An assistant for Google Assistant.
A year ago, I wrote a note about my raspberry pi project to add additional functionality to my “Google Home” (GH).
This note is an update and shows my drift towards AI.
At that time, I used a GH and the “If This Then That” (IFTTT) service to route selected requests to a google spreadsheet. The spreadsheet then compiled a text response from data stored in the spreadsheet. I.e acting as a simple database.
My RPi then polled the response cell in the spreadsheet using a Google api then spoke it using Google TTS via mplayer and a usb loudspeaker.
Accessing Google “voice recognition” this way, provides exceptional quality, able to cope with high background noise and free unlimited use. Over the last year I have modified this strategy to make it more flexible. I felt that the RPi wasn’t earning its keep!
I still use GH + IFTTT but now route the request as an HTTP call to a simple python Flask web-server app running continuously on the RPi. The Rpi then compiles its own response and speaks wirelessly from the GH. The RPi is thus hidden away!
I don’t have a fixed public IP so I use a free DNS service that I update using my own python “DNS updater” app running on the same RPi. It polls a free “whats my IP” service and given experience to date, tries alternatives if the lookup service fails.
The RPi also runs my Artificial Neural Network (ANN) app, using python and “numpy”. My ANN app converts the request text, letter by letter into a 600 bit binary input. The 3 layer ANN recognises the phrase and if present, any name contained in the phrase and passes them to an appropriate python function such as my “date of birth” function.
I trained the ANN to recognise alternative forms of the same request so for example, “how old is jim”, “when was jim born” or when is jim’s birthday” all call my “date of birth” function. I also trained it to accept alternative names so for example both “jim” and “james smith” are recognised as the same person.
It selects “functions” with 100% accuracy and “names” with 99.3% accuracy.
There are currently 11 core functions and 90 names.
I manage the RPi from my laptop running VNC and a caja file manager on Mint Mate Linux.
By connecting to the RPi using caja I can edit and run its python files directly on the laptop. This allows fast offline training of the ANN without having to copy files between machines. Training involves feeding the ANN with all variations of all phrases and names, hundreds of thousands of times. Fortunately this only takes 10-20 mins and only needs repeating if I add or edit functions or names.

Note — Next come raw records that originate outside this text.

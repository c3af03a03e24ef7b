//! Fixed-point scalar type

use std::cell::Cell;
use std::cmp::Ordering;

use crate::error::{FixedPointError, Result};
use crate::format::FixedFormat;

thread_local! {
    static WRAP_EVENTS: Cell<u64> = const { Cell::new(0) };
}

/// Number of range wraps observed on this thread since the last reset.
///
/// Only counted in debug builds; release builds always report 0.
pub fn wrap_count() -> u64 {
    WRAP_EVENTS.with(|c| c.get())
}

/// Reset this thread's wrap counter
pub fn reset_wrap_count() {
    WRAP_EVENTS.with(|c| c.set(0));
}

#[inline]
fn note_wrap(raw: i128, format: &FixedFormat) {
    if cfg!(debug_assertions) {
        WRAP_EVENTS.with(|c| c.set(c.get() + 1));
        tracing::trace!(
            raw = %raw,
            min = format.min(),
            max = format.max(),
            "fixed-point value wrapped"
        );
    }
}

/// Shift `value` right by `shift` bits rounding to nearest, ties away from zero.
/// A negative shift scales up instead.
fn shift_round(value: i128, shift: i32) -> i128 {
    match shift.cmp(&0) {
        Ordering::Equal => value,
        Ordering::Less => value << (-shift),
        Ordering::Greater => {
            let half = 1i128 << (shift - 1);
            if value >= 0 {
                (value + half) >> shift
            } else {
                -((-value + half) >> shift)
            }
        }
    }
}

/// A fixed-point number: raw integer steps of `2^-frac_bits` in a declared range
#[derive(Debug, Clone, Copy, PartialEq, Eq, Hash)]
pub struct Fixed {
    raw: i64,
    format: FixedFormat,
}

impl Fixed {
    /// Create from a raw step count, wrapping into the format's range
    pub fn from_raw(raw: i64, format: FixedFormat) -> Self {
        Self::from_wide_raw(raw as i128, format)
    }

    fn from_wide_raw(raw: i128, format: FixedFormat) -> Self {
        let (raw, wrapped) = format.wrap(raw);
        if wrapped {
            note_wrap(raw as i128, &format);
        }
        Self { raw, format }
    }

    /// Quantize a real value to the nearest step, wrapping out-of-range results
    pub fn from_f64(value: f64, format: FixedFormat) -> Result<Self> {
        if !value.is_finite() {
            return Err(FixedPointError::NonFinite(value));
        }
        let scale_factor = (1u64 << format.frac_bits()) as f64;
        let scaled = (value * scale_factor).round();
        if scaled.abs() >= i128::MAX as f64 {
            return Err(FixedPointError::NonFinite(value));
        }
        Ok(Self::from_wide_raw(scaled as i128, format))
    }

    pub fn zero(format: FixedFormat) -> Self {
        Self::from_raw(0, format)
    }

    /// 1.0 in the given format (wraps if 1.0 is out of range)
    pub fn one(format: FixedFormat) -> Self {
        Self::from_wide_raw(1i128 << format.frac_bits(), format)
    }

    pub fn raw(self) -> i64 {
        self.raw
    }

    pub fn format(self) -> FixedFormat {
        self.format
    }

    /// Convert back to floating-point
    pub fn to_f64(self) -> f64 {
        self.raw as f64 * self.format.resolution()
    }

    pub fn is_zero(self) -> bool {
        self.raw == 0
    }

    /// Strictly greater than zero
    pub fn is_positive(self) -> bool {
        self.raw > 0
    }

    /// Re-quantize into another format: round to the nearest step of the
    /// target resolution, then wrap into the target range.
    pub fn requantize(self, out: FixedFormat) -> Self {
        let shift = self.format.frac_bits() as i32 - out.frac_bits() as i32;
        Self::from_wide_raw(shift_round(self.raw as i128, shift), out)
    }

    /// Align two operands to their finer resolution
    fn aligned(self, rhs: Self) -> (i128, i128, u8) {
        let frac = self.format.frac_bits().max(rhs.format.frac_bits());
        let a = (self.raw as i128) << (frac - self.format.frac_bits());
        let b = (rhs.raw as i128) << (frac - rhs.format.frac_bits());
        (a, b, frac)
    }

    fn narrow(exact: i128, exact_frac: u8, out: FixedFormat) -> Self {
        let shift = exact_frac as i32 - out.frac_bits() as i32;
        Self::from_wide_raw(shift_round(exact, shift), out)
    }

    /// Exact sum, re-quantized to `out`
    pub fn add(self, rhs: Self, out: FixedFormat) -> Self {
        let (a, b, frac) = self.aligned(rhs);
        Self::narrow(a + b, frac, out)
    }

    /// Exact difference, re-quantized to `out`
    pub fn sub(self, rhs: Self, out: FixedFormat) -> Self {
        let (a, b, frac) = self.aligned(rhs);
        Self::narrow(a - b, frac, out)
    }

    /// Exact product, re-quantized to `out`
    pub fn mul(self, rhs: Self, out: FixedFormat) -> Self {
        let exact = self.raw as i128 * rhs.raw as i128;
        let frac = self.format.frac_bits() + rhs.format.frac_bits();
        Self::narrow(exact, frac, out)
    }

    /// Negate within the same format (wraps at the minimum)
    pub fn neg(self) -> Self {
        Self::from_wide_raw(-(self.raw as i128), self.format)
    }

    /// Compare real values regardless of format
    pub fn value_cmp(self, other: Self) -> Ordering {
        let (a, b, _) = self.aligned(other);
        a.cmp(&b)
    }

    /// Lane encoding: two's complement for signed formats, plain for unsigned
    pub fn to_bits(self) -> Result<u64> {
        if !self.format.is_packable() {
            return Err(self.not_packable());
        }
        let width = self.format.width();
        let mask = if width == 64 { u64::MAX } else { (1u64 << width) - 1 };
        Ok(self.raw as u64 & mask)
    }

    /// Decode a lane produced by [`Fixed::to_bits`]
    pub fn from_bits(bits: u64, format: FixedFormat) -> Result<Self> {
        if !format.is_packable() {
            return Err(FixedPointError::NotPackable {
                min: format.min(),
                max: format.max(),
                width: format.width(),
            });
        }
        let width = format.width();
        let raw = if format.min_raw() < 0 {
            // sign-extend
            let shift = 64 - width;
            ((bits << shift) as i64) >> shift
        } else {
            bits as i64
        };
        Ok(Self::from_raw(raw, format))
    }

    fn not_packable(self) -> FixedPointError {
        FixedPointError::NotPackable {
            min: self.format.min(),
            max: self.format.max(),
            width: self.format.width(),
        }
    }
}

impl std::fmt::Display for Fixed {
    fn fmt(&self, f: &mut std::fmt::Formatter<'_>) -> std::fmt::Result {
        write!(f, "{:.6}", self.to_f64())
    }
}
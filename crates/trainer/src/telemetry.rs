//! Per-step training records

use std::cell::RefCell;
use std::io::Write;
use std::rc::Rc;

use serde::Serialize;
use sgnsim_fixed_point::EmbeddingVector;

use crate::error::Result;
use crate::sampler::SampleKind;

/// One training step as seen by the driver
#[derive(Debug, Clone, PartialEq, Serialize)]
pub struct StepRecord {
    /// 1-based step counter
    pub step: u64,
    /// Virtual time when the datapath outputs were sampled
    pub time: u64,
    pub pass: u64,
    pub kind: SampleKind,
    pub word_id: u64,
    pub context_id: u64,
    pub label: f64,
    pub score: f64,
    /// Instantaneous squared error
    pub error: f64,
    /// Loss EMA after folding in `error`
    pub ema: f64,
    /// Embeddings as read from the banks
    pub word: Vec<f64>,
    pub context: Vec<f64>,
    /// Embeddings written back
    pub new_word: Vec<f64>,
    pub new_context: Vec<f64>,
    /// `new_word` as a packed bus, hex; `None` if the format does not fit
    /// a bus lane
    pub word_bus: Option<String>,
}

impl StepRecord {
    pub fn bus(vector: &EmbeddingVector) -> Option<String> {
        vector.pack().ok().map(|p| p.to_string())
    }
}

/// Sink for step records.
///
/// Every record is logged at `info`. Records can also be kept in memory
/// and streamed as JSON lines.
pub struct TrainingLog {
    count: u64,
    last: Option<StepRecord>,
    retained: Option<Vec<StepRecord>>,
    jsonl: Option<Box<dyn Write>>,
}

/// Log handle shared between the driver and the caller
pub type SharedLog = Rc<RefCell<TrainingLog>>;

impl Default for TrainingLog {
    fn default() -> Self {
        Self::new()
    }
}

impl TrainingLog {
    /// Log that only counts and remembers the last record
    pub fn new() -> Self {
        Self {
            count: 0,
            last: None,
            retained: None,
            jsonl: None,
        }
    }

    /// Keep every record in memory
    pub fn retaining(mut self) -> Self {
        self.retained = Some(Vec::new());
        self
    }

    /// Stream every record as one JSON object per line
    pub fn with_jsonl(mut self, writer: Box<dyn Write>) -> Self {
        self.jsonl = Some(writer);
        self
    }

    pub fn shared(self) -> SharedLog {
        Rc::new(RefCell::new(self))
    }

    pub fn record(&mut self, record: StepRecord) -> Result<()> {
        tracing::info!(
            step = record.step,
            time = record.time,
            pass = record.pass,
            kind = %record.kind,
            word_id = record.word_id,
            context_id = record.context_id,
            word = ?record.word,
            context = ?record.context,
            score = record.score,
            error = record.error,
            ema = record.ema,
            "train step"
        );

        if let Some(writer) = self.jsonl.as_mut() {
            serde_json::to_writer(&mut *writer, &record)?;
            writer.write_all(b"\n")?;
        }
        if let Some(records) = self.retained.as_mut() {
            records.push(record.clone());
        }
        self.count += 1;
        self.last = Some(record);
        Ok(())
    }

    pub fn flush(&mut self) -> Result<()> {
        if let Some(writer) = self.jsonl.as_mut() {
            writer.flush()?;
        }
        Ok(())
    }

    pub fn count(&self) -> u64 {
        self.count
    }

    pub fn last(&self) -> Option<&StepRecord> {
        self.last.as_ref()
    }

    /// Retained records, empty unless built with [`TrainingLog::retaining`]
    pub fn records(&self) -> &[StepRecord] {
        self.retained.as_deref().unwrap_or(&[])
    }

    pub fn take_records(&mut self) -> Vec<StepRecord> {
        self.retained.as_mut().map(std::mem::take).unwrap_or_default()
    }
}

I have bundled a host of my own python functions in a module that gets imported into the ANN app.
The ANN polls for the latest request in a loop. This has the advantage that the module remains loaded and hence doesn’t cause delays when the server receives a new request.
The function module includes GTTS, Pico and Festival TTS functions although I prefer to use the higher quality online GTTS.
I now use stream2chromecast-Master to send the response audio to a selected GH speaker as GH contains its own chromecast function.
This has the advantage that I can now make a request and get the response at any one of my 3 GH’s. Switching to a different GH is via a vocal request.
Oddly I can no longer direct to any of the stand alone chromecast devices that feed my home audio systems. This would have been useful for loud announcements!
Whilst I can use Google Assistant on my phone to make requests whilst away from home,
Stream 2chromecast can’t cast to the phone, so instead, I us my own function to update a web page on the Flask server which includes an HTML5 sound player containing the spoken response, giving me full, away from home access.
a 4th python app on the same RPi supplements my home security. It is intentionally independent of my main system and has its own sensors connected via GPIO and runs like the other apps as an independent continuous loop. It gives interesting advice to an intruder via my 3 GHs as well as emailing me of their presence! I control it by voice via the GH-IFTTT-RPi strategy.
I have 3 future developments underway.
Whilst only a proof of concept at the moment I have demonstrated another high quality offline TTS python function. I used GTTS to pre-record the unchanging part of my responses plus the numbers 0-100, month-names and days of the week etc. The function stitches the requisite responses together using sox. Whilst it works well,there will be times when responses need to contain new words. To keep it offline, these will have to be generated by Festival or Pico, so may sound odd. I haven’t developed that bit yet.
I have tried the Zamia offline voice recognition published in MagPi issue 72 on both my laptop and on a Rpi 3b with a sandisk extreme sd card containing the latest Stretch.
It happily converts a request on both, but sadly on the Rpi, the “while” loop in the demo for continuous recognition fails to loop! Advice welcome!
Accuracy is moderate and will probably best support a menu of simple commands rather than plain english phrases, particularly avoiding names. Saying that, “How old is bob” converted reliably when spoken with clear gaps between words. It will suffice to intigrate into my project as a backup input if I can overcome the loop failing.
Finally. Whilst the GH-IFTTT-RPi strategy is cumbersome I have conducted proof of concept that simple interaction with RPi is tolerable. I arranged the RPi to provide instructions for preparing a “Jalfrezi curry” requiring my verbal prompting when I want the next step or for RPi to repeat the previous step. Given this minor success my next objective is to advance the ANN to participate in slightly more complex conversations. This will use multiple ANN to handle different areas of the conversation.
Finally, my projects are strictly my hobby so I’m happy to provide further details.